The novelty and merit of the work are in the method by which it secures successful practice. Its lessons, the plainest, easiest, and fullest, anywhere to be found, have grown out of a long and painstaking experience in finding out the best plan of teaching beginners and ignorant persons how to cook well. They were perfected through the stupidities, blunders, mistakes, questionings, and difficulties, of hundreds of pupils, of all ages, grades, and capacities, under the careful direction of intelligent, practical teachers.

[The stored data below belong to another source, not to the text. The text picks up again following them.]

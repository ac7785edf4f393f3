//
// Logging macros used by the wire engine and binder.
//
// `logging` feature enabled  → tracing events and spans
// `logging` feature disabled → errors go to stderr, everything else is
//                              type-checked and discarded
//

#![allow(unused_macros)]

#[cfg(feature = "logging")]
macro_rules! log_error {
    ($($arg:tt)*) => {
        tracing::error!($($arg)*)
    };
}

#[cfg(not(feature = "logging"))]
macro_rules! log_error {
    ($($arg:tt)*) => {
        eprintln!($($arg)*)
    };
}

#[cfg(feature = "logging")]
macro_rules! log_warn {
    ($($arg:tt)*) => {
        tracing::warn!($($arg)*)
    };
}

#[cfg(not(feature = "logging"))]
macro_rules! log_warn {
    ($($arg:tt)*) => {{
        let _ = format_args!($($arg)*);
    }};
}

#[cfg(feature = "logging")]
macro_rules! log_debug {
    ($($arg:tt)*) => {
        tracing::debug!($($arg)*)
    };
}

#[cfg(not(feature = "logging"))]
macro_rules! log_debug {
    ($($arg:tt)*) => {{
        let _ = format_args!($($arg)*);
    }};
}

// Wrap a future in a per-connection span so every event emitted while
// handling one inbound frame carries the connection id and label.
#[cfg(feature = "logging")]
macro_rules! in_connection_span {
    ($conn:expr, $label:expr, $fut:expr) => {{
        use tracing::Instrument as _;
        ($fut).instrument(tracing::debug_span!("wire", conn = %$conn, label = %$label))
    }};
}

#[cfg(not(feature = "logging"))]
macro_rules! in_connection_span {
    ($conn:expr, $label:expr, $fut:expr) => {{
        let _ = (&$conn, &$label);
        $fut
    }};
}

pub(crate) use in_connection_span;
pub(crate) use log_debug;
pub(crate) use log_error;
pub(crate) use log_warn;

A cook-book's highest test is, Does it actually teach the art of cookery, or will it make good practical cooks? Thus judged, this volume is without a rival. It is not a mere compilation, nor the work of any one person. The managers of the training-school found that there was no cook-book suitable for their purposes, and that they must make one. The proof of its success is that, by following its simple directions, many hundred women have become qualified to fill responsible situations as cooks, or to instruct their daughters or servants in cookery, or to go out and establish other cooking-schools themselves.

Ordinary cook-books boast of the rarity, novelty, or great extent, of their receipts. The "Lessons in Cookery" makes no claim of this kind. Those who look in it for the last touches in oysters, terrapin, cake, or ice-cream, will be disappointed. There are thousands of English receipts that will not be found in it, and, of course, it does not treat of the dishes that are special to this country. The receipts of the work are lessons in practice, and these occupy so much space that a great multitude could not be furnished.

The volume, however, covers sufficient ground for a liberal and varied diet. It contains upward of 200 lessons in the preparation of a wide range of dishes-soups, fish, meats, poultry, game, vegetables, entrees, souffles, puddings, jellies, creams, rolls, biscuit, bread, and a variety of suitable dishes for the sick. The wants of well-to-do families as well as those of more moderate means are thus amply provided for.

The chief advantage of the book consists in its efficient method of improving the quality of common cookery. In this respect it is strong where other books are defective. It will be useful in cooking-schools, cooking-classes, and cock-ing-clubs; but it will be still more useful in private kitchens. Many American women know how to cook well, but they are not so successful in teaching what they know to others. By the aid of these simple lessons they may turn their kitchens into little domestic cooking-schools, and thus elevate an important branch of household economy, now too much neglected.